Material for this task Block Start

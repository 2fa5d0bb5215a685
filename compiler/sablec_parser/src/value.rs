//! Runtime values of literals, with base decoding and overflow detection.

use sablec_ast::{Annotation, TypeKind};
use sablec_token::TokenKind;

/// A value tagged with its concrete kind.
///
/// The arithmetic surface is closed within kind families: combining an
/// `Int` with a `Bool` is a compiler bug, not a user error, and panics.
/// The parser only builds well-typed operations.
#[derive(Debug, Clone, PartialEq)]
pub enum Value {
    None,
    Int(i64),
    Uint(u64),
    Float(f64),
    Char(u8),
    Str(String),
    Bool(bool),
    /// A numeric literal out of range for its type.
    Overflow,
}

impl Value {
    /// Decode the lexeme of a literal token under `annotation`.
    ///
    /// The base comes from the token kind: 16 for hex, 2 for binary, 10
    /// otherwise. Overflow is detected against the 64-bit range and, when
    /// the annotation names a narrower bit width, against that range too.
    pub fn from_literal(annotation: &Annotation, kind: TokenKind, lexeme: &str) -> Value {
        let (digits, base) = match kind {
            TokenKind::HexLit => (lexeme.get(2..).unwrap_or(""), 16),
            TokenKind::BinLit => (lexeme.get(2..lexeme.len().saturating_sub(1)).unwrap_or(""), 2),
            _ => (lexeme, 10),
        };

        let type_kind = if annotation.actual != TypeKind::None {
            annotation.actual
        } else {
            annotation.ostensible
        };

        match type_kind {
            TypeKind::Int if annotation.is_signed => {
                if digits.is_empty() {
                    return Value::None;
                }

                match i64::from_str_radix(digits, base) {
                    Ok(v) if fits_signed(v, annotation.bit_width) => Value::Int(v),
                    _ => Value::Overflow,
                }
            }
            TypeKind::Int => {
                if digits.is_empty() {
                    return Value::None;
                }

                match u64::from_str_radix(digits, base) {
                    Ok(v) if fits_unsigned(v, annotation.bit_width) => Value::Uint(v),
                    _ => Value::Overflow,
                }
            }
            TypeKind::Float => {
                let Ok(v) = lexeme.parse::<f64>() else {
                    return Value::None;
                };

                if !v.is_finite() {
                    return Value::Overflow;
                }
                if annotation.bit_width == 32 && v.abs() > f32::MAX as f64 {
                    return Value::Overflow;
                }

                Value::Float(v)
            }
            TypeKind::Bool => match lexeme {
                "true" => Value::Bool(true),
                "false" => Value::Bool(false),
                _ => Value::None,
            },
            TypeKind::Char => match lexeme.as_bytes() {
                // exactly one byte between the quotes
                [b'\'', c, b'\''] => Value::Char(*c),
                _ => Value::None,
            },
            TypeKind::Str => {
                if lexeme.len() < 2 {
                    return Value::None;
                }

                // owned copy of the inter-quote bytes
                Value::Str(lexeme[1..lexeme.len() - 1].to_string())
            }
            _ => Value::None,
        }
    }

    /// Human readable name of this value's kind, for diagnostics.
    pub fn kind_name(&self) -> &'static str {
        match self {
            Value::None => "none",
            Value::Int(_) | Value::Uint(_) => "int",
            Value::Float(_) => "float",
            Value::Char(_) => "char",
            Value::Str(_) => "string",
            Value::Bool(_) => "bool",
            Value::Overflow => "overflow",
        }
    }

    /// Do both values carry the same concrete kind?
    pub fn same_kind(&self, other: &Value) -> bool {
        std::mem::discriminant(self) == std::mem::discriminant(other)
    }

    pub fn add(self, rhs: Value) -> Value {
        match (self, rhs) {
            (Value::Int(a), Value::Int(b)) => Value::Int(a.wrapping_add(b)),
            (Value::Uint(a), Value::Uint(b)) => Value::Uint(a.wrapping_add(b)),
            (Value::Float(a), Value::Float(b)) => Value::Float(a + b),
            (a, b) => mismatch("add", &a, &b),
        }
    }

    pub fn sub(self, rhs: Value) -> Value {
        match (self, rhs) {
            (Value::Int(a), Value::Int(b)) => Value::Int(a.wrapping_sub(b)),
            (Value::Uint(a), Value::Uint(b)) => Value::Uint(a.wrapping_sub(b)),
            (Value::Float(a), Value::Float(b)) => Value::Float(a - b),
            (a, b) => mismatch("sub", &a, &b),
        }
    }

    pub fn mul(self, rhs: Value) -> Value {
        match (self, rhs) {
            (Value::Int(a), Value::Int(b)) => Value::Int(a.wrapping_mul(b)),
            (Value::Uint(a), Value::Uint(b)) => Value::Uint(a.wrapping_mul(b)),
            (Value::Float(a), Value::Float(b)) => Value::Float(a * b),
            (a, b) => mismatch("mul", &a, &b),
        }
    }

    /// The caller guards against a zero divisor.
    pub fn div(self, rhs: Value) -> Value {
        match (self, rhs) {
            (Value::Int(a), Value::Int(b)) => Value::Int(a.wrapping_div(b)),
            (Value::Uint(a), Value::Uint(b)) => Value::Uint(a.wrapping_div(b)),
            (Value::Float(a), Value::Float(b)) => Value::Float(a / b),
            (a, b) => mismatch("div", &a, &b),
        }
    }

    /// Modulo is defined for int and uint only. The caller guards against a
    /// zero divisor.
    pub fn rem(self, rhs: Value) -> Value {
        match (self, rhs) {
            (Value::Int(a), Value::Int(b)) => Value::Int(a.wrapping_rem(b)),
            (Value::Uint(a), Value::Uint(b)) => Value::Uint(a.wrapping_rem(b)),
            (a, b) => mismatch("mod", &a, &b),
        }
    }

    /// Logical not, bool only.
    pub fn not(self) -> Value {
        match self {
            Value::Bool(b) => Value::Bool(!b),
            v => mismatch("not", &v, &Value::None),
        }
    }

    /// Equality is defined for every primitive kind, including bool and
    /// char, between values of the same kind.
    pub fn equals(&self, rhs: &Value) -> Value {
        match (self, rhs) {
            (Value::Int(a), Value::Int(b)) => Value::Bool(a == b),
            (Value::Uint(a), Value::Uint(b)) => Value::Bool(a == b),
            (Value::Float(a), Value::Float(b)) => Value::Bool(a == b),
            (Value::Char(a), Value::Char(b)) => Value::Bool(a == b),
            (Value::Str(a), Value::Str(b)) => Value::Bool(a == b),
            (Value::Bool(a), Value::Bool(b)) => Value::Bool(a == b),
            (a, b) => mismatch("equals", a, b),
        }
    }

    pub fn greater(&self, rhs: &Value) -> Value {
        match (self, rhs) {
            (Value::Int(a), Value::Int(b)) => Value::Bool(a > b),
            (Value::Uint(a), Value::Uint(b)) => Value::Bool(a > b),
            (Value::Float(a), Value::Float(b)) => Value::Bool(a > b),
            (Value::Char(a), Value::Char(b)) => Value::Bool(a > b),
            (a, b) => mismatch("greater", a, b),
        }
    }

    pub fn less(&self, rhs: &Value) -> Value {
        match (self, rhs) {
            (Value::Int(a), Value::Int(b)) => Value::Bool(a < b),
            (Value::Uint(a), Value::Uint(b)) => Value::Bool(a < b),
            (Value::Float(a), Value::Float(b)) => Value::Bool(a < b),
            (Value::Char(a), Value::Char(b)) => Value::Bool(a < b),
            (a, b) => mismatch("less", a, b),
        }
    }

    /// Logical and, bool × bool.
    pub fn logical_and(self, rhs: Value) -> Value {
        match (self, rhs) {
            (Value::Bool(a), Value::Bool(b)) => Value::Bool(a && b),
            (a, b) => mismatch("logical_and", &a, &b),
        }
    }

    /// Logical or, bool × bool.
    pub fn logical_or(self, rhs: Value) -> Value {
        match (self, rhs) {
            (Value::Bool(a), Value::Bool(b)) => Value::Bool(a || b),
            (a, b) => mismatch("logical_or", &a, &b),
        }
    }
}

fn mismatch(op: &str, lhs: &Value, rhs: &Value) -> ! {
    panic!("value operation `{op}` on mismatched kinds: {lhs:?} and {rhs:?}")
}

fn fits_signed(v: i64, bit_width: u8) -> bool {
    if bit_width == 0 || bit_width >= 64 {
        return true;
    }

    let max = (1i64 << (bit_width - 1)) - 1;
    let min = -(1i64 << (bit_width - 1));
    (min..=max).contains(&v)
}

fn fits_unsigned(v: u64, bit_width: u8) -> bool {
    if bit_width == 0 || bit_width >= 64 {
        return true;
    }

    v <= (1u64 << bit_width) - 1
}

Material for this task Block End

#### What to produce:
Retype, exactly and in full, the lines above from the one containing "not, bool only." through the one containing "pub fn less(&self, rhs: &Value)".

#### Problem solution:
    /// Logical not, bool only.
    pub fn not(self) -> Value {
        match self {
            Value::Bool(b) => Value::Bool(!b),
            v => mismatch("not", &v, &Value::None),
        }
    }

    /// Equality is defined for every primitive kind, including bool and
    /// char, between values of the same kind.
    pub fn equals(&self, rhs: &Value) -> Value {
        match (self, rhs) {
            (Value::Int(a), Value::Int(b)) => Value::Bool(a == b),
            (Value::Uint(a), Value::Uint(b)) => Value::Bool(a == b),
            (Value::Float(a), Value::Float(b)) => Value::Bool(a == b),
            (Value::Char(a), Value::Char(b)) => Value::Bool(a == b),
            (Value::Str(a), Value::Str(b)) => Value::Bool(a == b),
            (Value::Bool(a), Value::Bool(b)) => Value::Bool(a == b),
            (a, b) => mismatch("equals", a, b),
        }
    }

    pub fn greater(&self, rhs: &Value) -> Value {
        match (self, rhs) {
            (Value::Int(a), Value::Int(b)) => Value::Bool(a > b),
            (Value::Uint(a), Value::Uint(b)) => Value::Bool(a > b),
            (Value::Float(a), Value::Float(b)) => Value::Bool(a > b),
            (Value::Char(a), Value::Char(b)) => Value::Bool(a > b),
            (a, b) => mismatch("greater", a, b),
        }
    }

    pub fn less(&self, rhs: &Value) -> Value {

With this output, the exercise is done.